At birth, Aldous Huxley immediately found himself surrounded by England’s Literary and Scientific elite. His father, Leonard Huxley was teaching classic literature at Charterhouse School in Surry England. Leonard later wrote biographies on Robert Scott, Charles Darwin, and his own father Thomas Henry Huxley. Aldous’s grandfather, biologist Thomas Henry Huxley or as he was better known as, “Darwin’s Bulldog”; was an avid defender of evolution and a supporter of Charles Darwin. His mother Judith or Julia Arnold was the granddaughter of Dr. Thomas Arnold, headmaster of Rugby School and the niece of English Poet Matthew Arnold. His older brother Julian followed his grandfather’s example and become an excellent biologist, philosopher, and educator. Huxley’s half brother Andrew went on to win the Nobel Prize for Physiology or Medicine.
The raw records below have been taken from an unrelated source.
//! Blocking HTTP client for a scanned-document server.
//!
//! Implements every data-fetch contract of `scanview-core` against the
//! server's JSON API, plus the document-level endpoints (info, bookmarks,
//! anchors) a host uses around the viewer:
//!
//! | Endpoint                       | Method                               |
//! |--------------------------------|--------------------------------------|
//! | `GET /api/page/{n}`            | [`RasterSource::fetch_raster`]       |
//! | `GET /api/page/{n}/text`       | [`TextLayoutSource::fetch_text_layout`] |
//! | `GET /api/page/{n}/links`      | [`LinkSource::fetch_links`]          |
//! | `GET /api/search`              | [`SearchSource::search`]             |
//! | `GET /api/info`                | [`HttpDocumentClient::info`]         |
//! | `GET /api/bookmarks`           | [`HttpDocumentClient::bookmarks`]    |
//! | `GET /api/anchor/{title}`      | [`HttpDocumentClient::resolve_anchor`] |

use scanview_core::model::{links_from_wire, LinksWire, TextLayoutWire};
use scanview_core::{
    Bookmark, DocumentInfo, FetchError, FetchResult, LinkAnnotation, LinkSource, PageNumber,
    RasterPayload, RasterSource, SearchRequest, SearchResponse, SearchSource, Size, TextLayout,
    TextLayoutSource, ViewerConfig,
};
use serde::de::DeserializeOwned;
use serde::Deserialize;
use std::io::{Cursor, ErrorKind, Read};
use std::time::Duration;

/// Rasters larger than this are refused.
const MAX_RASTER_BYTES: u64 = 64 * 1024 * 1024;

#[derive(Debug, thiserror::Error)]
pub enum ClientError {
    #[error("request timed out after {0:?}")]
    Timeout(Duration),
    #[error("network error: {0}")]
    Network(String),
    #[error("server answered {status} for {url}")]
    Status { status: u16, url: String },
    #[error("invalid response: {0}")]
    InvalidResponse(String),
    #[error("undecodable page image: {0}")]
    Image(String),
}

impl From<ClientError> for FetchError {
    fn from(error: ClientError) -> Self {
        match error {
            ClientError::Timeout(timeout) => FetchError::Timeout(timeout),
            ClientError::Network(message) => FetchError::Transport(message),
            ClientError::Status { status, .. } => FetchError::Status(status),
            ClientError::InvalidResponse(message) | ClientError::Image(message) => {
                FetchError::Decode(message)
            }
        }
    }
}

#[derive(Debug, Deserialize)]
struct BookmarksWire {
    #[serde(default)]
    bookmarks: Vec<Bookmark>,
}

#[derive(Debug, Deserialize)]
struct AnchorWire {
    page: PageNumber,
}

#[derive(Debug, Clone)]
pub struct HttpDocumentClient {
    base_url: String,
    agent: ureq::Agent,
    timeout: Duration,
}

impl HttpDocumentClient {
    pub fn new(base_url: impl Into<String>, config: &ViewerConfig) -> Self {
        let timeout = config.raster_timeout();
        let agent = ureq::AgentBuilder::new()
            .timeout(timeout)
            .user_agent(concat!("scanview/", env!("CARGO_PKG_VERSION")))
            .build();

        Self {
            base_url: base_url.into().trim_end_matches('/').to_string(),
            agent,
            timeout,
        }
    }

    pub fn base_url(&self) -> &str {
        &self.base_url
    }

    pub fn info(&self) -> Result<DocumentInfo, ClientError> {
        self.get_json("/api/info", &[], self.timeout)
    }

    pub fn bookmarks(&self) -> Result<Vec<Bookmark>, ClientError> {
        let wire: BookmarksWire = self.get_json("/api/bookmarks", &[], self.timeout)?;
        Ok(wire.bookmarks)
    }

    /// Page of a named destination, or `None` if the server does not know it.
    pub fn resolve_anchor(&self, title: &str) -> Result<Option<PageNumber>, ClientError> {
        let path = format!("/api/anchor/{}", encode_path_segment(title));
        match self.get_json::<AnchorWire>(&path, &[], self.timeout) {
            Ok(anchor) => Ok(Some(anchor.page)),
            Err(ClientError::Status { status: 404, .. }) => Ok(None),
            Err(error) => Err(error),
        }
    }

    pub fn raster(
        &self,
        page: PageNumber,
        timeout: Duration,
    ) -> Result<RasterPayload, ClientError> {
        let response = self.get(&format!("/api/page/{page}"), &[], timeout)?;

        let mut bytes = Vec::new();
        response
            .into_reader()
            .take(MAX_RASTER_BYTES)
            .read_to_end(&mut bytes)
            .map_err(|e| map_io(e, timeout))?;

        let natural = raster_dimensions(&bytes)?;
        let (width, height) = (natural.width, natural.height);
        log::debug!("page {page}: {} bytes, {width}x{height}", bytes.len());
        Ok(RasterPayload::new(bytes, natural))
    }

    fn url(&self, path: &str) -> String {
        format!("{}{}", self.base_url, path)
    }

    fn get(
        &self,
        path: &str,
        query: &[(&str, String)],
        timeout: Duration,
    ) -> Result<ureq::Response, ClientError> {
        let url = self.url(path);
        let mut request = self.agent.get(&url).timeout(timeout);
        for (key, value) in query {
            request = request.query(key, value);
        }

        request.call().map_err(|error| match error {
            ureq::Error::Status(status, _) => ClientError::Status {
                status,
                url: url.clone(),
            },
            ureq::Error::Transport(transport) => {
                if is_timeout(&transport) {
                    ClientError::Timeout(timeout)
                } else {
                    ClientError::Network(transport.to_string())
                }
            }
        })
    }

    fn get_json<T: DeserializeOwned>(
        &self,
        path: &str,
        query: &[(&str, String)],
        timeout: Duration,
    ) -> Result<T, ClientError> {
        let body = self
            .get(path, query, timeout)?
            .into_string()
            .map_err(|e| map_io(e, timeout))?;
        serde_json::from_str(&body).map_err(|e| ClientError::InvalidResponse(e.to_string()))
    }
}

impl RasterSource for HttpDocumentClient {
    fn fetch_raster(&self, page: PageNumber, timeout: Duration) -> FetchResult<RasterPayload> {
        Ok(self.raster(page, timeout)?)
    }
}

impl TextLayoutSource for HttpDocumentClient {
    fn fetch_text_layout(&self, page: PageNumber) -> FetchResult<TextLayout> {
        let path = format!("/api/page/{page}/text");
        let wire: TextLayoutWire = self.get_json(&path, &[], self.timeout)?;
        Ok(TextLayout::from_wire(page, wire))
    }
}

impl LinkSource for HttpDocumentClient {
    fn fetch_links(&self, page: PageNumber) -> FetchResult<Vec<LinkAnnotation>> {
        let path = format!("/api/page/{page}/links");
        let wire: LinksWire = self.get_json(&path, &[], self.timeout)?;
        Ok(links_from_wire(wire))
    }
}

impl SearchSource for HttpDocumentClient {
    fn search(&self, request: &SearchRequest) -> FetchResult<SearchResponse> {
        let query = [
            ("query", request.query.clone()),
            ("page", request.page.to_string()),
            ("page_size", request.page_size.to_string()),
        ];
        Ok(self.get_json("/api/search", &query, self.timeout)?)
    }
}

/// Natural pixel size of an encoded page image.
pub fn raster_dimensions(bytes: &[u8]) -> Result<Size, ClientError> {
    let reader = image::ImageReader::new(Cursor::new(bytes))
        .with_guessed_format()
        .map_err(|e| ClientError::Image(e.to_string()))?;
    let (width, height) = reader
        .into_dimensions()
        .map_err(|e| ClientError::Image(e.to_string()))?;

    Ok(Size::new(width as f32, height as f32))
}

fn map_io(error: std::io::Error, timeout: Duration) -> ClientError {
    match error.kind() {
        ErrorKind::TimedOut | ErrorKind::WouldBlock => ClientError::Timeout(timeout),
        _ => ClientError::Network(error.to_string()),
    }
}

fn is_timeout(transport: &ureq::Transport) -> bool {
    let mut source = std::error::Error::source(transport);
    while let Some(error) = source {
        if let Some(io) = error.downcast_ref::<std::io::Error>() {
            if matches!(io.kind(), ErrorKind::TimedOut | ErrorKind::WouldBlock) {
                return true;
            }
        }
        source = error.source();
    }
    false
}

fn encode_path_segment(segment: &str) -> String {
    let mut encoded = String::with_capacity(segment.len());
    for byte in segment.bytes() {
        match byte {
            b'A'..=b'Z' | b'a'..=b'z' | b'0'..=b'9' | b'-' | b'_' | b'.' | b'~' => {
                encoded.push(byte as char)
            }
            _ => encoded.push_str(&format!("%{byte:02X}")),
        }
    }
    encoded
}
Born during the height of Victorian era in England, Aldous Leonard Huxley came into this world on July 26 1894, in Godalming, Surrey England.
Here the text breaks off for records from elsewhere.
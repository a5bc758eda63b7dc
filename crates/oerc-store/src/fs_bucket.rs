use std::io::ErrorKind;
use std::path::{Path, PathBuf};

use async_trait::async_trait;
use tokio::fs;
use tokio::io::{AsyncWrite, AsyncWriteExt};

use crate::assets::{content_type_for, public_object_url, validate_object_path, StoredBlob};
use crate::error::{StoreError, StoreResult};
use crate::traits::BlobStore;

/// Asset bucket stored as plain files under `{root}/{bucket}/`.
///
/// Content types are derived from the file extension on download.
#[derive(Debug)]
pub struct FsBucket {
    name: String,
    root: PathBuf,
    public_base: String,
}

impl FsBucket {
    pub fn new(
        root: impl AsRef<Path>,
        name: impl Into<String>,
        public_base: impl Into<String>,
    ) -> Self {
        let name = name.into();
        Self {
            root: root.as_ref().join(&name),
            name,
            public_base: public_base.into(),
        }
    }

    fn object_file(&self, path: &str) -> StoreResult<PathBuf> {
        validate_object_path(path)?;
        Ok(self.root.join(path))
    }
}

/// Fill a newly created object file. A failed write removes the partial
/// file so the path stays free.
async fn fill_object<W: AsyncWrite + Unpin>(
    file: &Path,
    mut out: W,
    bytes: &[u8],
) -> StoreResult<()> {
    let written = async {
        out.write_all(bytes).await?;
        out.flush().await
    }
    .await;
    let Err(e) = written else {
        return Ok(());
    };
    drop(out);
    if let Err(cleanup) = fs::remove_file(file).await {
        tracing::warn!(file = %file.display(), error = %cleanup, "could not remove partial object");
    }
    Err(e.into())
}

#[async_trait]
impl BlobStore for FsBucket {
    fn bucket(&self) -> &str {
        &self.name
    }

    async fn upload(&self, path: &str, blob: StoredBlob) -> StoreResult<()> {
        let file = self.object_file(path)?;
        if let Some(parent) = file.parent() {
            fs::create_dir_all(parent).await?;
        }
        let out = match fs::OpenOptions::new()
            .write(true)
            .create_new(true)
            .open(&file)
            .await
        {
            Ok(f) => f,
            Err(e) if e.kind() == ErrorKind::AlreadyExists => {
                return Err(StoreError::ObjectExists(path.to_string()))
            }
            Err(e) => return Err(e.into()),
        };
        fill_object(&file, out, &blob.bytes).await?;
        tracing::debug!(bucket = %self.name, path, bytes = blob.len(), "stored object");
        Ok(())
    }

    async fn download(&self, path: &str) -> StoreResult<Option<StoredBlob>> {
        let file = self.object_file(path)?;
        match fs::read(&file).await {
            Ok(bytes) => Ok(Some(StoredBlob::new(bytes, content_type_for(path)))),
            Err(e) if e.kind() == ErrorKind::NotFound => Ok(None),
            Err(e) => Err(e.into()),
        }
    }

    async fn remove(&self, paths: &[String]) -> StoreResult<usize> {
        let mut removed = 0;
        for path in paths {
            let file = self.object_file(path)?;
            match fs::remove_file(&file).await {
                Ok(()) => removed += 1,
                Err(e) if e.kind() == ErrorKind::NotFound => {}
                Err(e) => return Err(e.into()),
            }
        }
        Ok(removed)
    }

    fn public_url(&self, path: &str) -> String {
        public_object_url(&self.public_base, &self.name, path)
    }
}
Educated at home by his mother, Aldous attended Eton and after graduating Balliol College, Oxford in 1916, Huxley started his career as a writer and an author. Starting as a journalist, writing primarily satire, Huxley’s later works offered more in depth thoughts about politics, society, and psychology. Aldous Huxley’s first full-length novel Chrome Yellow, written in 1921, continued in a similar satirical vein. During the 1920s and 30s Huxley spent much of his time traveling the world visiting the United States, India, and Europe, spending much of it in Italy during the rise of Fascism. It was in this setting in 1932 that he wrote his classic novel, “A Brave New World.” In 1937, Huxley immigrated to the United States and settled in California.
Huxley’s works at this juncture, started to move towards a more philosophical and psychedelic in nature. 1954 he wrote “The Doors of Perception,” displaying his interest in Hindu philosophy and the hallucinogenic drug mescaline, which influenced his writings for the remainder of his life. Huxley was a prolific author, writing over 60 books ranging from social commentary, science, and philosophy. He married twice and had one child. He died on November 22 in Los Angeles, California.
It was during Huxley’s time at Eton that two major events occurred that changed young Aldous’s life. His mothers death of cancer when he was 14, “gave him a sense of the transience of human happiness.” Two years later, he developed an eye disease that left him blind for nearly two years. Upon recovering some of his sight, Aldous Huxley went on to Oxford, when another tragedy struck his family. His brother Trevenen committed suicide and the unfolding of World War I saw the young men of his generation slaughtered in the millions. These events, especially the blindness showed Huxley in a harsh way that in spite of his education, status, and wealth his blindness severely limited the choices and opportunities that he could make in life.
Often compared with writers like Moore, Voltaire, and Orwell; Huxley’s writings serve as warnings to the social conscience about how technology in the form of genetics can, when in the hands of a few individuals, be turned into a nightmare that we still fear today. Nancy Parker writes in her book, “Double Helix” about what could possibly become the beginnings “A Brave New World” dominated by a few who have the technology controlling the world. A deeper question that arises as we cross the horizon where gene manipulation that could either divide us into a world of leaders, consumers, workers, or even immortals; is should we?
In many ways his book, “A Brave New World” Aldous Huxley shows how Huxley’s relationship with grandfather and brother influenced his writing in the area of science and technology. His grandfather’s view of evolution profoundly influenced his thoughts that shaped the foundations of the various groups he wrote about in “A Brave New World.” In turn, Huxley has inspired many futurists to contemplate the questions that science, technology and ethics face us today.
Sources Cited
“Aldous Huxley.” Concise Dictionary of British Literary Biography, Volume 6: Modern Writers, 1914-1945. Gale Research, 1991.